* ABOUT THIS EXERCISE:
What lines in the records below hold the string "layout"? Please show them.
■ ■ ■ ■
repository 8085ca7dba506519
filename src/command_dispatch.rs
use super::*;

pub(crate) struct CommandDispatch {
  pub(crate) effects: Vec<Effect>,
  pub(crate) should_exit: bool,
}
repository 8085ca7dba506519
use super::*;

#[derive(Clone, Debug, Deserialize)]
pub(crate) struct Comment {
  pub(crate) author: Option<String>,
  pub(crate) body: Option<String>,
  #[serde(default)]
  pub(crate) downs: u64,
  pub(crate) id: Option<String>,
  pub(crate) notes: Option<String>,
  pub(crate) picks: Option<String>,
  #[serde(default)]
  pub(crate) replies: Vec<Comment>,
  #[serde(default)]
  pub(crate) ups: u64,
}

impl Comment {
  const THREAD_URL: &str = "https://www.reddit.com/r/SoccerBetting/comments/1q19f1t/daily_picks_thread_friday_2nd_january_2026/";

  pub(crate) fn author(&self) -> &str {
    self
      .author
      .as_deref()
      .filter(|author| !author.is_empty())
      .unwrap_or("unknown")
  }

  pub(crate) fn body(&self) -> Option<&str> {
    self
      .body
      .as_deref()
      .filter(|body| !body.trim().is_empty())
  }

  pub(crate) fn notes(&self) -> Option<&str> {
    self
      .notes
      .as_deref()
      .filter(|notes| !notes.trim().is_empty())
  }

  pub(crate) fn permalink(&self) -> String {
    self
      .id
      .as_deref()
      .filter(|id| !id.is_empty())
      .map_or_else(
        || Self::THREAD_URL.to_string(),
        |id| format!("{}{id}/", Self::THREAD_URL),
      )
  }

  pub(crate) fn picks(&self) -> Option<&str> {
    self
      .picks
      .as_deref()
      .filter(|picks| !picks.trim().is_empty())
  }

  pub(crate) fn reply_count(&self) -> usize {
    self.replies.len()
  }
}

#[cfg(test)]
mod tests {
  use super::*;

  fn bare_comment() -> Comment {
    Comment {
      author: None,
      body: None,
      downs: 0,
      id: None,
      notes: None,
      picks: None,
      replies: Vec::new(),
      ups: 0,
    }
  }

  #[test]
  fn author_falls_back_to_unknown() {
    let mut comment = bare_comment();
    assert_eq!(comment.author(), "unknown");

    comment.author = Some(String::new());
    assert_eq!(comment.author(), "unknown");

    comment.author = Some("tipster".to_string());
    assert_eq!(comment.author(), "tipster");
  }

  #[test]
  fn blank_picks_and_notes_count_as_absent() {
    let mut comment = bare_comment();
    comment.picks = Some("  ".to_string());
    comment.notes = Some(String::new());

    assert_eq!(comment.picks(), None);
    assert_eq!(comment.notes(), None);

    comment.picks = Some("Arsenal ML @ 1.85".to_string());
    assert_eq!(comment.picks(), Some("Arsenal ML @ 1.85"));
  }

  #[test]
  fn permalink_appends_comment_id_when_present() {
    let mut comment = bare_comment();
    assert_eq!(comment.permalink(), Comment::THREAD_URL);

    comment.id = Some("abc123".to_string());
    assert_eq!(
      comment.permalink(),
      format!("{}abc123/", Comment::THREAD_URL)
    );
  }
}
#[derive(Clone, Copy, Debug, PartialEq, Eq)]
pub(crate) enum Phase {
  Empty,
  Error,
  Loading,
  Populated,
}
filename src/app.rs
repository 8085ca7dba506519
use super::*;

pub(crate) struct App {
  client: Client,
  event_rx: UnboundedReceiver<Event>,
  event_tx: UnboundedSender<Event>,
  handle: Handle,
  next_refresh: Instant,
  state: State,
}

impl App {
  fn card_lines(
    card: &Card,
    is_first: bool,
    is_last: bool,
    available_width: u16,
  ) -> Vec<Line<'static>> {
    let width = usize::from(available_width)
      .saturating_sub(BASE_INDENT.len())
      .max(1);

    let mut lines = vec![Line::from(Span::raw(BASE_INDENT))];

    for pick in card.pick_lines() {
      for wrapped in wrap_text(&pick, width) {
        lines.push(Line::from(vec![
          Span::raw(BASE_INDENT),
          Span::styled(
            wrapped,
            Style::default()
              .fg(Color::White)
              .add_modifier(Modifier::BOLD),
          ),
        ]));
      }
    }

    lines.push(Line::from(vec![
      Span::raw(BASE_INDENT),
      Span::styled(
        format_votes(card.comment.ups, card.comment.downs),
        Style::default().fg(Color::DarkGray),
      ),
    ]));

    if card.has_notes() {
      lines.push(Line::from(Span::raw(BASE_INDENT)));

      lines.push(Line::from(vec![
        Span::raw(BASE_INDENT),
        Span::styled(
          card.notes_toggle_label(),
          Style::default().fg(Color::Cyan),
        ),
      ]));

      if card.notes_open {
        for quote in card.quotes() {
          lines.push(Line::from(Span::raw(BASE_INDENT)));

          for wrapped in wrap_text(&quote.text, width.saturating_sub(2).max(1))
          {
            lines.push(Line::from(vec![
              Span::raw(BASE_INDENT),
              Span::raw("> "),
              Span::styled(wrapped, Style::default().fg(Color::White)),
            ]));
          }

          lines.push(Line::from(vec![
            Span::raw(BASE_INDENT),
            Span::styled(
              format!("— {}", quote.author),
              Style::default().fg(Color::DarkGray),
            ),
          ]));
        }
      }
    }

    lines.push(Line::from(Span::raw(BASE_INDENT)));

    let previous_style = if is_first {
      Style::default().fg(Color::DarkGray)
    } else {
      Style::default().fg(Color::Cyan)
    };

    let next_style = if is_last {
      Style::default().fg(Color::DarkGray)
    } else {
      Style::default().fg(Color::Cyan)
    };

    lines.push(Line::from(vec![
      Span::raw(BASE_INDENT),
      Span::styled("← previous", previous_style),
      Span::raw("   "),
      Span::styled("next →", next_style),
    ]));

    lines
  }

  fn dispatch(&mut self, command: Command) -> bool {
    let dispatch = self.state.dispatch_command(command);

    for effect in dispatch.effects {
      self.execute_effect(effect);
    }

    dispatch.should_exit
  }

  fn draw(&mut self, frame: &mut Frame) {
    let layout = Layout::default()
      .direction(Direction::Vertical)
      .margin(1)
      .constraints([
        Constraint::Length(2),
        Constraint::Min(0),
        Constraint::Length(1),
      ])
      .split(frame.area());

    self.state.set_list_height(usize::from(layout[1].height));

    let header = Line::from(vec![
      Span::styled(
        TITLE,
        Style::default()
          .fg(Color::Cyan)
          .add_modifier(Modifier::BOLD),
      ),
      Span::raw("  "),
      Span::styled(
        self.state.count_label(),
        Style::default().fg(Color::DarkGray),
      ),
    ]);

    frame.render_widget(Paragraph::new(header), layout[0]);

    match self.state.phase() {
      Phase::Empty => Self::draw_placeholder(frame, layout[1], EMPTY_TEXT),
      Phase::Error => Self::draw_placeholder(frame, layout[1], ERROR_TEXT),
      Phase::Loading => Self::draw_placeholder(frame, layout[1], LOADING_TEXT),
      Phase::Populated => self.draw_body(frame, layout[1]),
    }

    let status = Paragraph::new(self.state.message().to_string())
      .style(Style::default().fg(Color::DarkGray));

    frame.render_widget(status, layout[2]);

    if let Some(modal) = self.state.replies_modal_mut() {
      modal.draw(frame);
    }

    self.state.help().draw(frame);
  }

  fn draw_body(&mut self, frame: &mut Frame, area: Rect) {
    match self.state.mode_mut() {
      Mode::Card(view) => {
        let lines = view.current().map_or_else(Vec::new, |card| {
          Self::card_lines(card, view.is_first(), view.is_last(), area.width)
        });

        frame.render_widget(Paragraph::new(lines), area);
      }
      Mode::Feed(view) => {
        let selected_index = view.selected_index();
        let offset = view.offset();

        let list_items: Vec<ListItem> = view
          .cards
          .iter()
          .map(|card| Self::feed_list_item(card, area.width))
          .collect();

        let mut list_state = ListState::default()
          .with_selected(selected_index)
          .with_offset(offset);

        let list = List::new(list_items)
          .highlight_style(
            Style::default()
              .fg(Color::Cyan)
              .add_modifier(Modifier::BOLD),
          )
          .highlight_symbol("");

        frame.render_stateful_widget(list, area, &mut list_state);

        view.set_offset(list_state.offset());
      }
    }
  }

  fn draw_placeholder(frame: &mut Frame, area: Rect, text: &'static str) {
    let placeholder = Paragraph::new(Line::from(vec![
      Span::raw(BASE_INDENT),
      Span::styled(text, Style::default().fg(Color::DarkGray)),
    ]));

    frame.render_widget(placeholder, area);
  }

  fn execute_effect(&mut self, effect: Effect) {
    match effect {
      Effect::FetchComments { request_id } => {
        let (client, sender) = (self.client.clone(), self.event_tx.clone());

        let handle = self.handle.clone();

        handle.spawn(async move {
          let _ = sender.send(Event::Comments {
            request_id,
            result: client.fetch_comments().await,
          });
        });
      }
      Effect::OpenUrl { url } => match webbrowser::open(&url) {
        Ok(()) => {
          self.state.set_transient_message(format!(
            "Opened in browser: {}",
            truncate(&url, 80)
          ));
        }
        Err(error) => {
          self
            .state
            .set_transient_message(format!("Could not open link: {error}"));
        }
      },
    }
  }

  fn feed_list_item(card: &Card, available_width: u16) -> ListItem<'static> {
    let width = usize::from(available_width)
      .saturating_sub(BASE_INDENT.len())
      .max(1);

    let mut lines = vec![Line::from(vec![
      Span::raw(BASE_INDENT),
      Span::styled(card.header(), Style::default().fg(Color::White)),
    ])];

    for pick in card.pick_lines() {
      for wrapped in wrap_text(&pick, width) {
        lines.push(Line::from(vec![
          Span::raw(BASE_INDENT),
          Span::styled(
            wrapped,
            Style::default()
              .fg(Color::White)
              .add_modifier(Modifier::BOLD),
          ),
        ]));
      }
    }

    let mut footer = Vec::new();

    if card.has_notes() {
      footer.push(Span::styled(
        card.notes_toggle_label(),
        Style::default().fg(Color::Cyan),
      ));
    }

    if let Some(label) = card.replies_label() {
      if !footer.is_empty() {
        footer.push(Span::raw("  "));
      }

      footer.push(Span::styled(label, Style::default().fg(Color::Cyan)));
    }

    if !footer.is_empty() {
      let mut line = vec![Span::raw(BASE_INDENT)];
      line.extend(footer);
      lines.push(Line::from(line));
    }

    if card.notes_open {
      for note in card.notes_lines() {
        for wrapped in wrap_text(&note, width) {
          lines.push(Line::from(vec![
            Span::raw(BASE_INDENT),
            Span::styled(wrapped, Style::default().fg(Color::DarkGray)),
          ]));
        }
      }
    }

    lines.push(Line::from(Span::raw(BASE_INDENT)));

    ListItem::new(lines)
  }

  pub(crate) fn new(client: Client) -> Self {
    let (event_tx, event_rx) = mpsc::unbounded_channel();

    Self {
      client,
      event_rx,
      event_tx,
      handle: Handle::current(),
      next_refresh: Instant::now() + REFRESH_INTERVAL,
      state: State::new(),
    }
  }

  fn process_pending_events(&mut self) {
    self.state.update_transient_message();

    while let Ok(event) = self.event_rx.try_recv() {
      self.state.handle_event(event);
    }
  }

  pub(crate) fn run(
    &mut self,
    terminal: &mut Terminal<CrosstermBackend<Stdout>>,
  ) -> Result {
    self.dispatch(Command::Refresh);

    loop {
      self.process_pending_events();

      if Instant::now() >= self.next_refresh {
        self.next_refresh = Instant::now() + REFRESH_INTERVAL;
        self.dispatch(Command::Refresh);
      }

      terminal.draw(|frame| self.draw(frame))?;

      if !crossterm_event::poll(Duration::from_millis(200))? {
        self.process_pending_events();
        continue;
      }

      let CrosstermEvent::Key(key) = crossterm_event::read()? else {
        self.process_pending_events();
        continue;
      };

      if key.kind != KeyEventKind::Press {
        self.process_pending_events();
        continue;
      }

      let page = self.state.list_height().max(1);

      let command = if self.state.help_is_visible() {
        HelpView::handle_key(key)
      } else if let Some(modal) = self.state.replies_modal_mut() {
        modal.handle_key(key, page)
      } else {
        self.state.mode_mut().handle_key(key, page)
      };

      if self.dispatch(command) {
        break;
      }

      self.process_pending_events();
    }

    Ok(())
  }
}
■ ■ ■ ■
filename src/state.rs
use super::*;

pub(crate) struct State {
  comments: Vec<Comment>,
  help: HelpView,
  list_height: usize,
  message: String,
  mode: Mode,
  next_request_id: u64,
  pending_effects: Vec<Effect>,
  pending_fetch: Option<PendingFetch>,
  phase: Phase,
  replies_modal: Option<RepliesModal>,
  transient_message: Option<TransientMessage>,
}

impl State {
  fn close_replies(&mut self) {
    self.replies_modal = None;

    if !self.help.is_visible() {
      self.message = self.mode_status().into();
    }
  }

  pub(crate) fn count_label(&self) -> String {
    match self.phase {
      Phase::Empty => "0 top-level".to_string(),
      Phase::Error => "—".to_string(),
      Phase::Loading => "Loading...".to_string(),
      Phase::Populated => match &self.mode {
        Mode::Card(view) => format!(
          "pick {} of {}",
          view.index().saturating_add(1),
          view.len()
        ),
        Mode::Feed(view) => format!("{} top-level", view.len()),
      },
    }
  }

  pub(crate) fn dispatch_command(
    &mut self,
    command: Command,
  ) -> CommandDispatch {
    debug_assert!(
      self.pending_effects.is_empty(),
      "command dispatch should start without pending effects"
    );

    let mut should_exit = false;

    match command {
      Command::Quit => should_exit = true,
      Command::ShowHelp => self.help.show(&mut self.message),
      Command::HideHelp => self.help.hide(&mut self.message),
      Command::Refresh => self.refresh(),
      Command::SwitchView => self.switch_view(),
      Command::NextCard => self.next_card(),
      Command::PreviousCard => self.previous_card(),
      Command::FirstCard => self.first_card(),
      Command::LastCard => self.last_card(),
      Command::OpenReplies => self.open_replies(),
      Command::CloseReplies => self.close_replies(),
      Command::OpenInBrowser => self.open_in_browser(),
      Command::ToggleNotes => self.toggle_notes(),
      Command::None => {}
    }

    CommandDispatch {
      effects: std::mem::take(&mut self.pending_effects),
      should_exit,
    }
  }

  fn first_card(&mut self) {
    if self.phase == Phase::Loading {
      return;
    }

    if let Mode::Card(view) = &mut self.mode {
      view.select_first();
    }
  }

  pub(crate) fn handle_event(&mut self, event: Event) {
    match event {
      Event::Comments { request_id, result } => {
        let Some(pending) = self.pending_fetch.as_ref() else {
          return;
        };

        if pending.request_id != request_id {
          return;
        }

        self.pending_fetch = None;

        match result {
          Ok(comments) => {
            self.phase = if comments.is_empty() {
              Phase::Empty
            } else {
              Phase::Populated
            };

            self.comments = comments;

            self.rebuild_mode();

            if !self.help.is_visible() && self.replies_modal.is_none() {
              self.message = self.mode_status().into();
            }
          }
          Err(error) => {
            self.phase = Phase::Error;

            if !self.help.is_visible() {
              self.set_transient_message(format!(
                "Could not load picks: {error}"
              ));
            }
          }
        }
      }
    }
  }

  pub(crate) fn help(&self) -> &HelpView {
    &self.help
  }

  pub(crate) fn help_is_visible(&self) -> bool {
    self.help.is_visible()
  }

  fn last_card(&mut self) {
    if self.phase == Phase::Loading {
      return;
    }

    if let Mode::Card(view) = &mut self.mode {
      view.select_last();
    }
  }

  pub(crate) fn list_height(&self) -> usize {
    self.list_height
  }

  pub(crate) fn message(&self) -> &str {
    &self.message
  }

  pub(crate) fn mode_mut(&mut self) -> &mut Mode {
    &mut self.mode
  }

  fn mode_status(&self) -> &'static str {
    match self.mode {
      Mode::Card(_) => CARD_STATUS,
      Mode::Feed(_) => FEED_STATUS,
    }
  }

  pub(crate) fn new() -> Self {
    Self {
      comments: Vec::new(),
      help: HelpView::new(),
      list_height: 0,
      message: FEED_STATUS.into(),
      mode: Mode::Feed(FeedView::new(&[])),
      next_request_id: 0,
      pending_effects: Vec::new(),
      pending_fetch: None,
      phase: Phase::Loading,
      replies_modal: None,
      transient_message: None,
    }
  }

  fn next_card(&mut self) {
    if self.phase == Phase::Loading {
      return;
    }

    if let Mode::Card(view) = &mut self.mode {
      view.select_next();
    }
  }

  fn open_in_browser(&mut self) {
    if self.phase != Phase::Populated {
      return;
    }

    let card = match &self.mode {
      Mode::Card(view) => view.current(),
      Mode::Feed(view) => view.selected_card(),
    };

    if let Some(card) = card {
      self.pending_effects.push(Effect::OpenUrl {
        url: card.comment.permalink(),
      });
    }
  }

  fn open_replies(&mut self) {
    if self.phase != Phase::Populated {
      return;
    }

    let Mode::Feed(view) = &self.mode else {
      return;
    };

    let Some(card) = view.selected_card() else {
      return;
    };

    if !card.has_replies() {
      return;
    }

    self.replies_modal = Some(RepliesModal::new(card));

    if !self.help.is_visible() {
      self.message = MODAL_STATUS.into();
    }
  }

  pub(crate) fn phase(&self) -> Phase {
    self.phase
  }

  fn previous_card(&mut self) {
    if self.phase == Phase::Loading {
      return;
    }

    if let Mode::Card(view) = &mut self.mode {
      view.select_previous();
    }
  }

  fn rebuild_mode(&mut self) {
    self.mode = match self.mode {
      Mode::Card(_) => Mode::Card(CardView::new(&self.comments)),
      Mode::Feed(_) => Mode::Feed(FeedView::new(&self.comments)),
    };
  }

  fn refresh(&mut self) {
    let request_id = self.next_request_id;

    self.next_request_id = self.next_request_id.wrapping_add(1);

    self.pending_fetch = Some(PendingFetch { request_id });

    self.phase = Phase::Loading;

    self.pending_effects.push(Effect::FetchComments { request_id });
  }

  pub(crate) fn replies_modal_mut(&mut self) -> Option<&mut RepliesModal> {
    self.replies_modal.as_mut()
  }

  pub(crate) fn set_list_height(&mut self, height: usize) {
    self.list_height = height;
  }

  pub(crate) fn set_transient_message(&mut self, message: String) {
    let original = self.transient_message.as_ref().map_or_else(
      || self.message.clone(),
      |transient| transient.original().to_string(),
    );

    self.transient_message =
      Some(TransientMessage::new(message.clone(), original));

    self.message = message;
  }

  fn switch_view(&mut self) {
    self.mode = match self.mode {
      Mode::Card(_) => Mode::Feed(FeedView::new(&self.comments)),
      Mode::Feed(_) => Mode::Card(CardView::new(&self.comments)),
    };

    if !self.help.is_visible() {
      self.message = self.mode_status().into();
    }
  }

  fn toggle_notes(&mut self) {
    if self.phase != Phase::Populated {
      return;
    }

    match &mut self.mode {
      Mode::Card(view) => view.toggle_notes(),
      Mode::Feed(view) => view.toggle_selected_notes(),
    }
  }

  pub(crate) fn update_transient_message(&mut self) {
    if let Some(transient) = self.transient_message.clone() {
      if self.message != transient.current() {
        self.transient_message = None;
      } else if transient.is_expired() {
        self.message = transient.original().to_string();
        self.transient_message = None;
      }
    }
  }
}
■ ■ ■ ■
* EXERCISE SOLUTION:
    let layout = Layout::default()
    self.state.set_list_height(usize::from(layout[1].height));
    frame.render_widget(Paragraph::new(header), layout[0]);
      Phase::Empty => Self::draw_placeholder(frame, layout[1], EMPTY_TEXT),
      Phase::Error => Self::draw_placeholder(frame, layout[1], ERROR_TEXT),
      Phase::Loading => Self::draw_placeholder(frame, layout[1], LOADING_TEXT),
      Phase::Populated => self.draw_body(frame, layout[1]),
    frame.render_widget(status, layout[2]);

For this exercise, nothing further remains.